Question

find the equation in slope intercept form of a line that is a perpendicular bisector of segment AB with endpoints A(-5,5) and B(3,-3)

Answer 1

The equation in slope intercept form of a line that is a perpendicular bisector of segment AB with endpoints A(-5,5) and B(3,-3) is y = x + 2

Solution:

Given, two points are A(-5, 5) and B(3, -3)

We have to find the perpendicular bisector of segment AB.

Now, we know that perpendicular bisector passes through the midpoint of segment.

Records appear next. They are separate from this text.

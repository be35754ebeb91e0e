//! Async play bank loading and saving
//!
//! Banks are stored as pretty-printed JSON, one file per game.

use crate::bank::PlayBank;
use crate::{Result, SimError};
use std::path::Path;

/// Load a play bank from a JSON file
pub async fn load_bank<P: AsRef<Path>>(path: P) -> Result<PlayBank> {
    let path = path.as_ref();
    let json = tokio::fs::read_to_string(path).await?;
    parse_bank(&json).map_err(|e| match e {
        SimError::SerializationError(msg) => {
            SimError::SerializationError(format!("{}: {msg}", path.display()))
        }
        other => other,
    })
}

/// Parse a play bank from JSON text
pub fn parse_bank(json: &str) -> Result<PlayBank> {
    Ok(serde_json::from_str(json)?)
}

/// Write a play bank as JSON
pub async fn save_bank<P: AsRef<Path>>(bank: &PlayBank, path: P) -> Result<()> {
    let json = serde_json::to_string_pretty(bank)?;
    tokio::fs::write(path.as_ref(), json).await?;
    Ok(())
}
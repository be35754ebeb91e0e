//! Session service boundary
//!
//! A [`SimulationSession`] owns one engine and talks to a [`GameService`]
//! for everything outside the simulation: fetching the play bank when the
//! game starts, persisting the completion payload, and releasing the game
//! when the caller walks away. Play resolution itself never awaits.

use crate::bank::{load_bank, PlayBank};
use crate::config::GamePolicy;
use crate::core::Matchup;
use crate::game::{CompletedGame, Decision, ExitSignal, GameEngine, Resolution};
use crate::{Result, SimError};
use rustc_hash::{FxHashMap, FxHashSet};
use std::future::Future;
use std::path::{Path, PathBuf};
use std::sync::Arc;
use tokio::sync::RwLock;

/// External collaborator that stores play banks and finished games
pub trait GameService: Send + Sync {
    /// Fetch the play bank prepared for a game
    fn fetch_play_bank(&self, game_id: &str) -> impl Future<Output = Result<PlayBank>> + Send;

    /// Persist the completion payload of a finished game
    fn persist(
        &self,
        game_id: &str,
        payload: &CompletedGame,
    ) -> impl Future<Output = Result<()>> + Send;

    /// Release a game that will not be completed
    fn release(&self, game_id: &str) -> impl Future<Output = Result<()>> + Send;
}

/// Directory-backed service: reads `<id>.bank.json`, writes `<id>.result.json`
#[derive(Debug, Clone)]
pub struct FileGameService {
    root: PathBuf,
}

impl FileGameService {
    pub fn new(root: impl Into<PathBuf>) -> Self {
        FileGameService { root: root.into() }
    }

    pub fn root(&self) -> &Path {
        &self.root
    }

    pub fn bank_path(&self, game_id: &str) -> PathBuf {
        self.root.join(format!("{game_id}.bank.json"))
    }

    pub fn result_path(&self, game_id: &str) -> PathBuf {
        self.root.join(format!("{game_id}.result.json"))
    }
}

impl GameService for FileGameService {
    async fn fetch_play_bank(&self, game_id: &str) -> Result<PlayBank> {
        let path = self.bank_path(game_id);
        if !tokio::fs::try_exists(&path).await? {
            return Err(SimError::UnknownGame(game_id.to_string()));
        }
        load_bank(&path).await
    }

    async fn persist(&self, game_id: &str, payload: &CompletedGame) -> Result<()> {
        let json = serde_json::to_string_pretty(payload)?;
        let path = self.result_path(game_id);
        tokio::fs::write(&path, json).await?;
        log::info!("game {game_id} persisted to {}", path.display());
        Ok(())
    }

    async fn release(&self, game_id: &str) -> Result<()> {
        log::info!("game {game_id} released without a result");
        Ok(())
    }
}

/// Service that keeps everything in memory, for tests and embedding
#[derive(Debug, Default)]
pub struct InMemoryGameService {
    banks: RwLock<FxHashMap<String, PlayBank>>,
    results: RwLock<FxHashMap<String, Vec<CompletedGame>>>,
    released: RwLock<FxHashSet<String>>,
}

impl InMemoryGameService {
    pub fn new() -> Self {
        Self::default()
    }

    pub async fn insert_bank(&self, game_id: impl Into<String>, bank: PlayBank) {
        self.banks.write().await.insert(game_id.into(), bank);
    }

    /// Every payload persisted for a game, oldest first
    pub async fn results(&self, game_id: &str) -> Vec<CompletedGame> {
        self.results
            .read()
            .await
            .get(game_id)
            .cloned()
            .unwrap_or_default()
    }

    pub async fn is_released(&self, game_id: &str) -> bool {
        self.released.read().await.contains(game_id)
    }
}

impl GameService for InMemoryGameService {
    async fn fetch_play_bank(&self, game_id: &str) -> Result<PlayBank> {
        self.banks
            .read()
            .await
            .get(game_id)
            .cloned()
            .ok_or_else(|| SimError::UnknownGame(game_id.to_string()))
    }

    async fn persist(&self, game_id: &str, payload: &CompletedGame) -> Result<()> {
        self.results
            .write()
            .await
            .entry(game_id.to_string())
            .or_default()
            .push(payload.clone());
        Ok(())
    }

    async fn release(&self, game_id: &str) -> Result<()> {
        self.released.write().await.insert(game_id.to_string());
        Ok(())
    }
}

/// One game bound to its service
pub struct SimulationSession<S: GameService> {
    game_id: String,
    engine: GameEngine,
    service: Arc<S>,
    persisted: Option<CompletedGame>,
}

impl<S: GameService> SimulationSession<S> {
    /// Fetch the game's play bank and start at the opening kickoff
    pub async fn start(
        service: Arc<S>,
        game_id: impl Into<String>,
        matchup: Matchup,
        policy: GamePolicy,
    ) -> Result<Self> {
        let game_id = game_id.into();
        let bank = service.fetch_play_bank(&game_id).await?;
        let engine = GameEngine::start(bank, matchup, policy)?;
        log::info!("game {game_id} started");
        Ok(SimulationSession {
            game_id,
            engine,
            service,
            persisted: None,
        })
    }

    /// Wrap an engine that is already running (e.g. one restored from a snapshot)
    pub fn from_engine(service: Arc<S>, game_id: impl Into<String>, engine: GameEngine) -> Self {
        SimulationSession {
            game_id: game_id.into(),
            engine,
            service,
            persisted: None,
        }
    }

    pub fn game_id(&self) -> &str {
        &self.game_id
    }

    pub fn engine(&self) -> &GameEngine {
        &self.engine
    }

    pub fn engine_mut(&mut self) -> &mut GameEngine {
        &mut self.engine
    }

    /// Resolve one play; see [`GameEngine::resolve`]
    pub fn resolve(&mut self, decision: Decision) -> Result<Option<Resolution>> {
        self.engine.resolve(decision)
    }

    pub fn is_persisted(&self) -> bool {
        self.persisted.is_some()
    }

    /// Persist the finished game
    ///
    /// The payload goes to the service exactly once; later calls return the
    /// same payload without contacting it. Fails with `GameInProgress` until
    /// the engine is complete.
    pub async fn complete(&mut self) -> Result<CompletedGame> {
        if let Some(payload) = &self.persisted {
            return Ok(payload.clone());
        }
        let payload = self.engine.complete()?;
        self.service.persist(&self.game_id, &payload).await?;
        self.persisted = Some(payload.clone());
        Ok(payload)
    }

    /// Walk away from the game without persisting anything new
    pub async fn exit(self) -> Result<ExitSignal> {
        self.service.release(&self.game_id).await?;
        Ok(self.engine.exit())
    }
}

#[cfg(test)]
mod tests {
    use super::*;
    use crate::bank::{generate_bank, save_bank};
    use crate::core::Team;
    use tempfile::TempDir;

    fn matchup() -> Matchup {
        Matchup::new(Team::new(1, "Home"), Team::new(2, "Away"))
    }

    async fn memory_service(game_id: &str) -> Arc<InMemoryGameService> {
        let service = Arc::new(InMemoryGameService::new());
        service
            .insert_bank(game_id, generate_bank(&matchup(), 21, 12))
            .await;
        service
    }

    fn finish<S: GameService>(session: &mut SimulationSession<S>) {
        while !session.engine().is_complete() {
            session.resolve(Decision::Auto).unwrap();
        }
    }

    #[tokio::test]
    async fn test_complete_persists_once() {
        let service = memory_service("g1").await;
        let mut session =
            SimulationSession::start(service.clone(), "g1", matchup(), GamePolicy::default())
                .await
                .unwrap();

        assert!(matches!(session.complete().await, Err(SimError::GameInProgress)));
        assert!(service.results("g1").await.is_empty());

        finish(&mut session);
        let first = session.complete().await.unwrap();
        let second = session.complete().await.unwrap();
        assert_eq!(first, second);
        assert!(session.is_persisted());
        assert_eq!(service.results("g1").await.len(), 1);
    }

    #[tokio::test]
    async fn test_exit_releases_without_persisting() {
        let service = memory_service("g2").await;
        let mut session =
            SimulationSession::start(service.clone(), "g2", matchup(), GamePolicy::default())
                .await
                .unwrap();
        session.resolve(Decision::Auto).unwrap();

        let signal = session.exit().await.unwrap();
        assert_eq!(signal.plays_played, 1);
        assert!(!signal.was_complete);
        assert!(service.is_released("g2").await);
        assert!(service.results("g2").await.is_empty());
    }

    #[tokio::test]
    async fn test_unknown_game() {
        let service = Arc::new(InMemoryGameService::new());
        let result =
            SimulationSession::start(service, "missing", matchup(), GamePolicy::default()).await;
        assert!(matches!(result, Err(SimError::UnknownGame(id)) if id == "missing"));
    }

    #[tokio::test]
    async fn test_file_service_round_trip() {
        let temp_dir = TempDir::new().unwrap();
        let service = Arc::new(FileGameService::new(temp_dir.path()));
        save_bank(&generate_bank(&matchup(), 4, 12), service.bank_path("week1"))
            .await
            .unwrap();

        let mut session =
            SimulationSession::start(service.clone(), "week1", matchup(), GamePolicy::default())
                .await
                .unwrap();
        finish(&mut session);
        let payload = session.complete().await.unwrap();

        let written = tokio::fs::read_to_string(service.result_path("week1"))
            .await
            .unwrap();
        let parsed: CompletedGame = serde_json::from_str(&written).unwrap();
        assert_eq!(parsed, payload);

        let missing =
            SimulationSession::start(service, "week2", matchup(), GamePolicy::default()).await;
        assert!(matches!(missing, Err(SimError::UnknownGame(_))));
    }
}
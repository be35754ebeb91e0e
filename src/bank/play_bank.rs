//! Per-team, per-play-type banks of candidate play outcomes
//!
//! A bank is finite; draws walk each bucket with an independent cursor and
//! wrap around, so a bank of any size can supply a game of any length.
//! Cursors are kept outside the bank (in `GameState`) so the bank itself
//! stays immutable for the whole game.

use crate::core::{Matchup, PlayOutcome, PlayType, Side, TeamId};
use crate::{Result, SimError};
use serde::{Deserialize, Serialize};

/// Largest gain or loss a bank outcome may carry, in either direction
pub const MAX_YARDS: i32 = 100;

/// All outcomes available to one team
#[derive(Debug, Clone, PartialEq, Eq, Serialize, Deserialize)]
pub struct TeamPlays {
    pub team: TeamId,
    #[serde(default)]
    pub run: Vec<PlayOutcome>,
    #[serde(default)]
    pub pass: Vec<PlayOutcome>,
    #[serde(default)]
    pub punt: Vec<PlayOutcome>,
    #[serde(default)]
    pub field_goal: Vec<PlayOutcome>,
}

impl TeamPlays {
    pub fn new(team: TeamId) -> Self {
        TeamPlays {
            team,
            run: Vec::new(),
            pass: Vec::new(),
            punt: Vec::new(),
            field_goal: Vec::new(),
        }
    }

    pub fn bucket(&self, play_type: PlayType) -> &[PlayOutcome] {
        match play_type {
            PlayType::Run => &self.run,
            PlayType::Pass => &self.pass,
            PlayType::Punt => &self.punt,
            PlayType::FieldGoal => &self.field_goal,
        }
    }

    pub fn bucket_mut(&mut self, play_type: PlayType) -> &mut Vec<PlayOutcome> {
        match play_type {
            PlayType::Run => &mut self.run,
            PlayType::Pass => &mut self.pass,
            PlayType::Punt => &mut self.punt,
            PlayType::FieldGoal => &mut self.field_goal,
        }
    }
}

/// Play bank for one game (read-only once the game starts)
#[derive(Debug, Clone, Default, PartialEq, Eq, Serialize, Deserialize)]
pub struct PlayBank {
    /// One entry per team (Vec for stable ordering, small count)
    pub teams: Vec<TeamPlays>,
}

impl PlayBank {
    pub fn new(teams: Vec<TeamPlays>) -> Self {
        PlayBank { teams }
    }

    pub fn team(&self, team: TeamId) -> Result<&TeamPlays> {
        self.teams
            .iter()
            .find(|t| t.team == team)
            .ok_or(SimError::UnknownTeam(team))
    }

    pub fn bucket(&self, team: TeamId, play_type: PlayType) -> Result<&[PlayOutcome]> {
        Ok(self.team(team)?.bucket(play_type))
    }

    /// Structural check run at game start
    ///
    /// Both teams must be present and every outcome must carry a tag from its
    /// play type's vocabulary and yardage within `±MAX_YARDS`. Empty buckets are allowed here; drawing from
    /// one is reported as [`SimError::EmptyBucket`].
    pub fn validate(&self, matchup: &Matchup) -> Result<()> {
        for side in [Side::A, Side::B] {
            let team_plays = self.team(matchup.team_id(side))?;
            for play_type in PlayType::ALL {
                for (idx, outcome) in team_plays.bucket(play_type).iter().enumerate() {
                    if outcome.play_type != play_type {
                        return Err(SimError::InvalidPlayBank(format!(
                            "team {} {} bucket entry {idx} has play type {}",
                            team_plays.team, play_type, outcome.play_type
                        )));
                    }
                    if !outcome.is_well_formed() {
                        return Err(SimError::InvalidPlayBank(format!(
                            "team {} {} bucket entry {idx} has result '{}'",
                            team_plays.team, play_type, outcome.result
                        )));
                    }
                    if !(-MAX_YARDS..=MAX_YARDS).contains(&outcome.yards_gained) {
                        return Err(SimError::InvalidPlayBank(format!(
                            "team {} {} bucket entry {idx} has {} yards",
                            team_plays.team, play_type, outcome.yards_gained
                        )));
                    }
                }
            }
        }
        Ok(())
    }

    /// Draw the outcome under a bucket's cursor and advance the cursor cyclically
    ///
    /// On error the cursor is left untouched.
    pub fn draw(
        &self,
        team: TeamId,
        side: Side,
        play_type: PlayType,
        cursors: &mut BankCursors,
    ) -> Result<PlayOutcome> {
        let bucket = self.bucket(team, play_type)?;
        if bucket.is_empty() {
            return Err(SimError::EmptyBucket { team, play_type });
        }

        let idx = cursors.get(side, play_type) % bucket.len();
        let outcome = bucket[idx];
        cursors.set(side, play_type, (idx + 1) % bucket.len());

        log::trace!("drew {play_type} outcome {idx}/{} for team {team}", bucket.len());
        Ok(outcome)
    }
}

/// Draw cursors, one per side and play type
#[derive(Debug, Clone, Copy, Default, PartialEq, Eq, Hash, Serialize, Deserialize)]
pub struct BankCursors {
    cursors: [[usize; 4]; 2],
}

impl BankCursors {
    pub fn new() -> Self {
        Self::default()
    }

    pub fn get(&self, side: Side, play_type: PlayType) -> usize {
        self.cursors[side.index()][play_type.index()]
    }

    pub fn set(&mut self, side: Side, play_type: PlayType, value: usize) {
        self.cursors[side.index()][play_type.index()] = value;
    }
}
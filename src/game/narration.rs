//! Human-readable play narration

use crate::core::{Drive, DriveResult, PlayOutcome, PlayResult, PlayType};

/// Describe a play from its type, result and yardage
///
/// Scoring and turnover results use fixed phrases; ordinary plays report yardage.
pub fn narrate(outcome: &PlayOutcome) -> String {
    let yards = outcome.yards_gained;
    match (outcome.play_type, outcome.result) {
        (PlayType::Run, PlayResult::Touchdown) => {
            format!("Touchdown! {} run into the end zone.", yardage(yards))
        }
        (_, PlayResult::Touchdown) => {
            format!("Touchdown! {} pass into the end zone.", yardage(yards))
        }
        (_, PlayResult::Fumble) => "Fumble! The defense recovers.".to_string(),
        (_, PlayResult::Interception) => "Intercepted! The pass is picked off.".to_string(),
        (_, PlayResult::IncompletePass) => "Pass incomplete.".to_string(),
        (PlayType::Pass, _) => format!("Pass complete, {}.", gain(yards)),
        (_, PlayResult::Punt) => format!("Punt of {}.", plural_yards(yards)),
        (_, PlayResult::FieldGoalGood) => "The field goal is good!".to_string(),
        (_, PlayResult::FieldGoalNoGood) => "The field goal attempt is no good.".to_string(),
        _ => format!("Run, {}.", gain(yards)),
    }
}

fn yardage(yards: i32) -> String {
    if yards > 0 {
        format!("{yards}-yard")
    } else {
        "Short".to_string()
    }
}

fn plural_yards(yards: impl Into<i64>) -> String {
    let yards = yards.into();
    if yards.abs() == 1 {
        format!("{yards} yard")
    } else {
        format!("{yards} yards")
    }
}

fn gain(yards: i32) -> String {
    match yards {
        0 => "no gain".to_string(),
        y if y > 0 => format!("gain of {}", plural_yards(y)),
        y => format!("loss of {}", plural_yards(-i64::from(y))),
    }
}

/// "own 25", "midfield" or "opp 30"
pub fn describe_spot(field_position: i32) -> String {
    match field_position {
        50 => "midfield".to_string(),
        fp if fp < 50 => format!("own {fp}"),
        fp => format!("opp {}", 100 - fp),
    }
}

/// "1st & 10", "4th & Goal"
pub fn describe_down(down: u8, yards_to_go: i32, field_position: i32) -> String {
    let ordinal = match down {
        1 => "1st",
        2 => "2nd",
        3 => "3rd",
        _ => "4th",
    };
    if yards_to_go >= 100 - field_position {
        format!("{ordinal} & Goal")
    } else {
        format!("{ordinal} & {yards_to_go}")
    }
}

pub fn describe_drive(drive: &Drive, offense_name: &str) -> String {
    let outcome = match drive.result {
        DriveResult::Touchdown => "touchdown",
        DriveResult::Turnover => "turnover",
        DriveResult::TurnoverOnDowns => "turnover on downs",
        DriveResult::Punt => "punt",
        DriveResult::FieldGoal => "field goal",
        DriveResult::MissedFieldGoal => "missed field goal",
    };
    format!(
        "Drive {}: {} from {}, {} plays, {} ({}-{})",
        drive.drive_number,
        offense_name,
        describe_spot(drive.starting_field_position),
        drive.play_count,
        outcome,
        drive.score_a_after,
        drive.score_b_after
    )
}
//! Game loop implementation
//!
//! Drives a `GameEngine` to completion, asking a coach controller for a
//! decision whenever the engine prompts for one and submitting `Auto`
//! otherwise.

/// Macro for conditional logging that avoids allocation when feature is disabled
///
/// When verbose-logging feature is disabled, this becomes a no-op at compile time,
/// eliminating the per-play format! allocations.
macro_rules! log_if_verbose {
    ($self:expr, $($arg:tt)*) => {
        #[cfg(feature = "verbose-logging")]
        {
            $self.log_normal(&format!($($arg)*));
        }
        #[cfg(not(feature = "verbose-logging"))]
        {
            let _ = &$self; // Suppress unused variable warning
        }
    };
}

use crate::core::Side;
use crate::game::controller::{CoachController, GameOutcome, GameStateView};
use crate::game::narration::{describe_down, describe_drive, describe_spot};
use crate::game::{Decision, GameEngine, Resolution};
use crate::Result;

/// Verbosity level for game output
#[derive(
    Debug,
    Clone,
    Copy,
    PartialEq,
    Eq,
    PartialOrd,
    Ord,
    Default,
    serde::Serialize,
    serde::Deserialize,
)]
pub enum VerbosityLevel {
    /// Silent - no output during game
    Silent = 0,
    /// Minimal - only the final score
    Minimal = 1,
    /// Normal - plays and drive summaries (default)
    #[default]
    Normal = 2,
    /// Verbose - everything, including coach bookkeeping
    Verbose = 3,
}

/// Result of running a game to completion
#[derive(Debug, Clone, PartialEq, Eq)]
pub struct GameResult {
    /// Winning side (None for a tie or an unfinished game)
    pub winner: Option<Side>,
    pub score_a: u32,
    pub score_b: u32,
    /// Completed drives
    pub drives_played: usize,
    pub plays_played: usize,
    /// Reason the game ended
    pub end_reason: GameEndReason,
}

/// Reason the game ended
#[derive(Debug, Clone, Copy, PartialEq, Eq)]
pub enum GameEndReason {
    /// All drives allowed by the drive cap were played
    DriveLimit,
    /// Scores differed once the game was past the decided-after drive
    ScoreDecided,
    /// The loop hit its play limit before the engine finished
    PlayLimit,
    /// The caller stopped the loop early (`run_plays`)
    Manual,
}

/// Game loop manager
pub struct GameLoop<'a> {
    /// The engine being driven
    pub engine: &'a mut GameEngine,
    /// Plays resolved before the loop gives up
    max_plays: usize,
    plays_elapsed: usize,
    /// Verbosity level for output (cached from engine.logger)
    pub verbosity: VerbosityLevel,
}

impl<'a> GameLoop<'a> {
    pub fn new(engine: &'a mut GameEngine) -> Self {
        let verbosity = engine.logger.verbosity();
        GameLoop {
            engine,
            max_plays: 10_000,
            plays_elapsed: 0,
            verbosity,
        }
    }

    /// Set the maximum plays resolved before the loop stops with `PlayLimit`
    pub fn with_max_plays(mut self, max_plays: usize) -> Self {
        self.max_plays = max_plays;
        self
    }

    pub fn with_verbosity(mut self, verbosity: VerbosityLevel) -> Self {
        self.verbosity = verbosity;
        self.engine.logger.set_verbosity(verbosity);
        self
    }

    /// Plays resolved by this loop so far
    pub fn plays_elapsed(&self) -> usize {
        self.plays_elapsed
    }

    #[inline]
    fn log_normal(&self, message: &str) {
        self.engine.logger.normal(message);
    }

    /// Run the game until the engine reports completion
    pub fn run_game(&mut self, controller: &mut dyn CoachController) -> Result<GameResult> {
        self.log_kickoff();
        loop {
            if let Some(result) = self.run_play_once(controller)? {
                self.notify_game_end(controller, &result);
                return Ok(result);
            }
        }
    }

    /// Run at most `plays_to_run` plays
    ///
    /// Returns the final result if the game ended, otherwise a result with
    /// `GameEndReason::Manual` describing the game so far.
    pub fn run_plays(
        &mut self,
        controller: &mut dyn CoachController,
        plays_to_run: usize,
    ) -> Result<GameResult> {
        for _ in 0..plays_to_run {
            if let Some(result) = self.run_play_once(controller)? {
                self.notify_game_end(controller, &result);
                return Ok(result);
            }
        }
        Ok(self.build_result(GameEndReason::Manual))
    }

    /// Resolve one play, returning the game result once the game is over
    pub fn run_play_once(
        &mut self,
        controller: &mut dyn CoachController,
    ) -> Result<Option<GameResult>> {
        if self.engine.is_complete() {
            return Ok(Some(self.build_result(self.completion_reason())));
        }
        if self.plays_elapsed >= self.max_plays {
            log::warn!("play limit {} reached before the game finished", self.max_plays);
            return Ok(Some(self.build_result(GameEndReason::PlayLimit)));
        }

        let prompt = self.engine.prompt();
        let decision = if prompt.requires_decision() {
            let view = GameStateView::new(self.engine);
            controller.choose_decision(&view, prompt)
        } else {
            Decision::Auto
        };

        let Some(resolution) = self.engine.resolve(decision)? else {
            return Ok(Some(self.build_result(self.completion_reason())));
        };
        self.plays_elapsed += 1;
        self.log_resolution(&resolution);

        if self.engine.is_complete() {
            let result = self.build_result(self.completion_reason());
            self.engine.logger.minimal(&self.final_line());
            return Ok(Some(result));
        }
        Ok(None)
    }

    fn log_kickoff(&self) {
        let state = self.engine.state();
        let matchup = state.matchup();
        log_if_verbose!(
            self,
            "{} vs {}: drive {} starts at {}",
            matchup.team_a.name,
            matchup.team_b.name,
            state.current_drive_number(),
            describe_spot(state.field_position())
        );
    }

    fn log_resolution(&self, resolution: &Resolution) {
        let play = &resolution.play;
        log_if_verbose!(
            self,
            "{} at {}: {}",
            describe_down(play.down, play.yards_to_go, play.starting_field_position),
            describe_spot(play.starting_field_position),
            play.narration
        );

        if let Some(drive) = &resolution.drive {
            let offense = self
                .engine
                .state()
                .matchup()
                .side_of(drive.offense_team)
                .map(|side| self.engine.state().matchup().team(side).name.as_str())
                .unwrap_or("Unknown");
            self.log_normal(&describe_drive(drive, offense));
        }
    }

    fn final_line(&self) -> String {
        let state = self.engine.state();
        let matchup = state.matchup();
        format!(
            "Final: {} {}, {} {}",
            matchup.team_a.name,
            state.score_a(),
            matchup.team_b.name,
            state.score_b()
        )
    }

    fn completion_reason(&self) -> GameEndReason {
        let state = self.engine.state();
        if state.current_drive_number() > self.engine.policy().max_drives {
            GameEndReason::DriveLimit
        } else {
            GameEndReason::ScoreDecided
        }
    }

    fn build_result(&self, end_reason: GameEndReason) -> GameResult {
        let state = self.engine.state();
        let winner = if end_reason == GameEndReason::Manual || !self.engine.is_complete() {
            None
        } else if state.score_a() > state.score_b() {
            Some(Side::A)
        } else if state.score_b() > state.score_a() {
            Some(Side::B)
        } else {
            None
        };
        GameResult {
            winner,
            score_a: state.score_a(),
            score_b: state.score_b(),
            drives_played: state.drives().len(),
            plays_played: state.used_plays().len(),
            end_reason,
        }
    }

    fn notify_game_end(&self, controller: &mut dyn CoachController, result: &GameResult) {
        if !self.engine.is_complete() {
            return;
        }
        let outcome = match result.winner {
            Some(Side::A) => GameOutcome::Win,
            Some(Side::B) => GameOutcome::Loss,
            None => GameOutcome::Tie,
        };
        let view = GameStateView::new(self.engine);
        controller.on_game_end(&view, outcome);
    }
}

The formula for midpoint is:

`\text { midpoint }=\left((x_(1)+x_(2))/(2), (y_(1)+y_(2))/(2)\right)`

`Here x_1 = -5 ; y_1 = 5 ; x_2 = 3 ; y_2 = -3`

`\text { So, midpoint of } A B=\left((-5+3)/(2), (5+(-3))/(2)\right)=\left((-2)/(2), (2)/(2)\right)=(-1,1)`

Finding slope of AB:

`\text { Slope of } A B=(y_(2)-y_(1))/(x_(2)-x_(1))`

`\text { Slope } m=(-3-5)/(3-(-5))=(-8)/(8)=-1`

We know that product of slopes of perpendicular lines = -1

So, slope of AB
`*` slope of perpendicular bisector = -1

- 1
`*` slope of perpendicular bisector = -1

Slope of perpendicular bisector = 1

We know its slope is 1 and it goes through the midpoint (-1, 1)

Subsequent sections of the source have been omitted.